[WORK TO BE COMPLETED] Nothing in the records may be changed; reproduce all of them.

[DATA LISTING]

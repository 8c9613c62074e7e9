//! Custom error types for PettyFlow
//!
//! This module defines the error hierarchy for the application using thiserror
//! for ergonomic error definitions. Validation failures carry a field-keyed
//! message map so the command layer can show every problem at once.

use std::collections::BTreeMap;
use std::fmt;

use thiserror::Error;

/// Field name -> messages for every rule the input broke
#[derive(Debug, Clone, Default, PartialEq, Eq)]
pub struct FieldErrors(BTreeMap<String, Vec<String>>);

impl FieldErrors {
    pub fn new() -> Self {
        Self::default()
    }

    /// Shorthand for a map holding a single message
    pub fn single(field: impl Into<String>, message: impl Into<String>) -> Self {
        let mut errors = Self::new();
        errors.add(field, message);
        errors
    }

    /// Record a message against a field
    pub fn add(&mut self, field: impl Into<String>, message: impl Into<String>) {
        self.0.entry(field.into()).or_default().push(message.into());
    }

    /// Messages recorded for a field
    pub fn get(&self, field: &str) -> Option<&[String]> {
        self.0.get(field).map(Vec::as_slice)
    }

    pub fn is_empty(&self) -> bool {
        self.0.is_empty()
    }

    pub fn len(&self) -> usize {
        self.0.len()
    }

    pub fn iter(&self) -> impl Iterator<Item = (&String, &Vec<String>)> {
        self.0.iter()
    }

    /// `Ok(value)` when nothing was recorded, otherwise a validation error
    pub fn into_result<T>(self, value: T) -> PettyResult<T> {
        if self.is_empty() {
            Ok(value)
        } else {
            Err(PettyError::Validation(self))
        }
    }
}

impl fmt::Display for FieldErrors {
    fn fmt(&self, f: &mut fmt::Formatter<'_>) -> fmt::Result {
        let mut first = true;
        for (field, messages) in &self.0 {
            if !first {
                write!(f, "; ")?;
            }
            first = false;
            write!(f, "{}: {}", field, messages.join(", "))?;
        }
        Ok(())
    }
}

/// The main error type for PettyFlow operations
#[derive(Error, Debug)]
pub enum PettyError {
    /// Configuration-related errors
    #[error("Configuration error: {0}")]
    Config(String),

    /// File I/O errors
    #[error("I/O error: {0}")]
    Io(String),

    /// JSON serialization/deserialization errors
    #[error("JSON error: {0}")]
    Json(String),

    /// User-correctable input errors, keyed by field
    #[error("Validation error: {0}")]
    Validation(FieldErrors),

    /// Entity not found errors
    #[error("{entity_type} not found: {identifier}")]
    NotFound {
        entity_type: &'static str,
        identifier: String,
    },

    /// A business rule blocked the operation
    #[error("{0}")]
    Conflict(String),

    /// Persistence failures
    #[error("Storage error: {0}")]
    Storage(String),

    /// The AI provider failed or is unavailable
    #[error("External service error: {0}")]
    ExternalService(String),

    /// Login and session failures
    #[error("{0}")]
    Authentication(String),

    /// Export errors
    #[error("Export error: {0}")]
    Export(String),

    /// A command was refused; the message is already fit for the user
    #[error("{0}")]
    Rejected(String),
}

impl PettyError {
    /// Create a "not found" error for users
    pub fn user_not_found(identifier: impl Into<String>) -> Self {
        Self::NotFound {
            entity_type: "User",
            identifier: identifier.into(),
        }
    }

    /// Create a "not found" error for vendors
    pub fn vendor_not_found(identifier: impl Into<String>) -> Self {
        Self::NotFound {
            entity_type: "Vendor",
            identifier: identifier.into(),
        }
    }

    /// Create a "not found" error for categories
    pub fn category_not_found(identifier: impl Into<String>) -> Self {
        Self::NotFound {
            entity_type: "Category",
            identifier: identifier.into(),
        }
    }

    /// Create a "not found" error for transactions
    pub fn transaction_not_found(identifier: impl Into<String>) -> Self {
        Self::NotFound {
            entity_type: "Transaction",
            identifier: identifier.into(),
        }
    }

    /// Create a validation error for a single field
    pub fn field(field: impl Into<String>, message: impl Into<String>) -> Self {
        Self::Validation(FieldErrors::single(field, message))
    }

    /// Check if this is a "not found" error
    pub fn is_not_found(&self) -> bool {
        matches!(self, Self::NotFound { .. })
    }

    /// Check if this is a validation error
    pub fn is_validation(&self) -> bool {
        matches!(self, Self::Validation(_))
    }

    /// Check if this is a conflict error
    pub fn is_conflict(&self) -> bool {
        matches!(self, Self::Conflict(_))
    }

    /// Field errors, when this is a validation error
    pub fn field_errors(&self) -> Option<&FieldErrors> {
        match self {
            Self::Validation(errors) => Some(errors),
            _ => None,
        }
    }
}

impl From<std::io::Error> for PettyError {
    fn from(err: std::io::Error) -> Self {
        Self::Io(err.to_string())
    }
}

impl From<serde_json::Error> for PettyError {
    fn from(err: serde_json::Error) -> Self {
        Self::Json(err.to_string())
    }
}

/// Result type alias for PettyFlow operations
pub type PettyResult<T> = Result<T, PettyError>;

#[cfg(test)]
mod tests {
    use super::*;

    #[test]
    fn test_error_display() {
        let err = PettyError::Config("test error".into());
        assert_eq!(err.to_string(), "Configuration error: test error");
    }

    #[test]
    fn test_not_found_error() {
        let err = PettyError::vendor_not_found("v9");
        assert_eq!(err.to_string(), "Vendor not found: v9");
        assert!(err.is_not_found());
    }

    #[test]
    fn test_field_errors_collect_per_field() {
        let mut errors = FieldErrors::new();
        errors.add("amount", "Amount must be greater than 0");
        errors.add("description", "Description is required");
        errors.add("amount", "Expected number");

        assert_eq!(errors.len(), 2);
        assert_eq!(
            errors.get("amount").unwrap(),
            ["Amount must be greater than 0", "Expected number"]
        );
        assert_eq!(
            errors.to_string(),
            "amount: Amount must be greater than 0, Expected number; description: Description is required"
        );
    }

    #[test]
    fn test_into_result() {
        assert_eq!(FieldErrors::new().into_result(7).unwrap(), 7);

        let err = FieldErrors::single("name", "Name already exists")
            .into_result(())
            .unwrap_err();
        assert!(err.is_validation());
        assert_eq!(
            err.field_errors().unwrap().get("name").unwrap(),
            ["Name already exists"]
        );
    }

    #[test]
    fn test_io_error_conversion() {
        let io_err = std::io::Error::new(std::io::ErrorKind::NotFound, "file not found");
        let err: PettyError = io_err.into();
        assert!(matches!(err, PettyError::Io(_)));
    }
}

[EXERCISE OUTPUT]
repository 8c9613c62074e7e9
//! Custom error types for PettyFlow
//!
//! This module defines the error hierarchy for the application using thiserror
//! for ergonomic error definitions. Validation failures carry a field-keyed
//! message map so the command layer can show every problem at once.

use std::collections::BTreeMap;
use std::fmt;

use thiserror::Error;

/// Field name -> messages for every rule the input broke
#[derive(Debug, Clone, Default, PartialEq, Eq)]
pub struct FieldErrors(BTreeMap<String, Vec<String>>);

impl FieldErrors {
    pub fn new() -> Self {
        Self::default()
    }

    /// Shorthand for a map holding a single message
    pub fn single(field: impl Into<String>, message: impl Into<String>) -> Self {
        let mut errors = Self::new();
        errors.add(field, message);
        errors
    }

    /// Record a message against a field
    pub fn add(&mut self, field: impl Into<String>, message: impl Into<String>) {
        self.0.entry(field.into()).or_default().push(message.into());
    }

    /// Messages recorded for a field
    pub fn get(&self, field: &str) -> Option<&[String]> {
        self.0.get(field).map(Vec::as_slice)
    }

    pub fn is_empty(&self) -> bool {
        self.0.is_empty()
    }

    pub fn len(&self) -> usize {
        self.0.len()
    }

    pub fn iter(&self) -> impl Iterator<Item = (&String, &Vec<String>)> {
        self.0.iter()
    }

    /// `Ok(value)` when nothing was recorded, otherwise a validation error
    pub fn into_result<T>(self, value: T) -> PettyResult<T> {
        if self.is_empty() {
            Ok(value)
        } else {
            Err(PettyError::Validation(self))
        }
    }
}

impl fmt::Display for FieldErrors {
    fn fmt(&self, f: &mut fmt::Formatter<'_>) -> fmt::Result {
        let mut first = true;
        for (field, messages) in &self.0 {
            if !first {
                write!(f, "; ")?;
            }
            first = false;
            write!(f, "{}: {}", field, messages.join(", "))?;
        }
        Ok(())
    }
}

/// The main error type for PettyFlow operations
#[derive(Error, Debug)]
pub enum PettyError {
    /// Configuration-related errors
    #[error("Configuration error: {0}")]
    Config(String),

    /// File I/O errors
    #[error("I/O error: {0}")]
    Io(String),

    /// JSON serialization/deserialization errors
    #[error("JSON error: {0}")]
    Json(String),

    /// User-correctable input errors, keyed by field
    #[error("Validation error: {0}")]
    Validation(FieldErrors),

    /// Entity not found errors
    #[error("{entity_type} not found: {identifier}")]
    NotFound {
        entity_type: &'static str,
        identifier: String,
    },

    /// A business rule blocked the operation
    #[error("{0}")]
    Conflict(String),

    /// Persistence failures
    #[error("Storage error: {0}")]
    Storage(String),

    /// The AI provider failed or is unavailable
    #[error("External service error: {0}")]
    ExternalService(String),

    /// Login and session failures
    #[error("{0}")]
    Authentication(String),

    /// Export errors
    #[error("Export error: {0}")]
    Export(String),

    /// A command was refused; the message is already fit for the user
    #[error("{0}")]
    Rejected(String),
}

impl PettyError {
    /// Create a "not found" error for users
    pub fn user_not_found(identifier: impl Into<String>) -> Self {
        Self::NotFound {
            entity_type: "User",
            identifier: identifier.into(),
        }
    }

    /// Create a "not found" error for vendors
    pub fn vendor_not_found(identifier: impl Into<String>) -> Self {
        Self::NotFound {
            entity_type: "Vendor",
            identifier: identifier.into(),
        }
    }

    /// Create a "not found" error for categories
    pub fn category_not_found(identifier: impl Into<String>) -> Self {
        Self::NotFound {
            entity_type: "Category",
            identifier: identifier.into(),
        }
    }

    /// Create a "not found" error for transactions
    pub fn transaction_not_found(identifier: impl Into<String>) -> Self {
        Self::NotFound {
            entity_type: "Transaction",
            identifier: identifier.into(),
        }
    }

    /// Create a validation error for a single field
    pub fn field(field: impl Into<String>, message: impl Into<String>) -> Self {
        Self::Validation(FieldErrors::single(field, message))
    }

    /// Check if this is a "not found" error
    pub fn is_not_found(&self) -> bool {
        matches!(self, Self::NotFound { .. })
    }

    /// Check if this is a validation error
    pub fn is_validation(&self) -> bool {
        matches!(self, Self::Validation(_))
    }

    /// Check if this is a conflict error
    pub fn is_conflict(&self) -> bool {
        matches!(self, Self::Conflict(_))
    }

    /// Field errors, when this is a validation error
    pub fn field_errors(&self) -> Option<&FieldErrors> {
        match self {
            Self::Validation(errors) => Some(errors),
            _ => None,
        }
    }
}

impl From<std::io::Error> for PettyError {
    fn from(err: std::io::Error) -> Self {
        Self::Io(err.to_string())
    }
}

impl From<serde_json::Error> for PettyError {
    fn from(err: serde_json::Error) -> Self {
        Self::Json(err.to_string())
    }
}

/// Result type alias for PettyFlow operations
pub type PettyResult<T> = Result<T, PettyError>;

#[cfg(test)]
mod tests {
    use super::*;

    #[test]
    fn test_error_display() {
        let err = PettyError::Config("test error".into());
        assert_eq!(err.to_string(), "Configuration error: test error");
    }

    #[test]
    fn test_not_found_error() {
        let err = PettyError::vendor_not_found("v9");
        assert_eq!(err.to_string(), "Vendor not found: v9");
        assert!(err.is_not_found());
    }

    #[test]
    fn test_field_errors_collect_per_field() {
        let mut errors = FieldErrors::new();
        errors.add("amount", "Amount must be greater than 0");
        errors.add("description", "Description is required");
        errors.add("amount", "Expected number");

        assert_eq!(errors.len(), 2);
        assert_eq!(
            errors.get("amount").unwrap(),
            ["Amount must be greater than 0", "Expected number"]
        );
        assert_eq!(
            errors.to_string(),
            "amount: Amount must be greater than 0, Expected number; description: Description is required"
        );
    }

    #[test]
    fn test_into_result() {
        assert_eq!(FieldErrors::new().into_result(7).unwrap(), 7);

        let err = FieldErrors::single("name", "Name already exists")
            .into_result(())
            .unwrap_err();
        assert!(err.is_validation());
        assert_eq!(
            err.field_errors().unwrap().get("name").unwrap(),
            ["Name already exists"]
        );
    }

    #[test]
    fn test_io_error_conversion() {
        let io_err = std::io::Error::new(std::io::ErrorKind::NotFound, "file not found");
        let err: PettyError = io_err.into();
        assert!(matches!(err, PettyError::Io(_)));
    }
}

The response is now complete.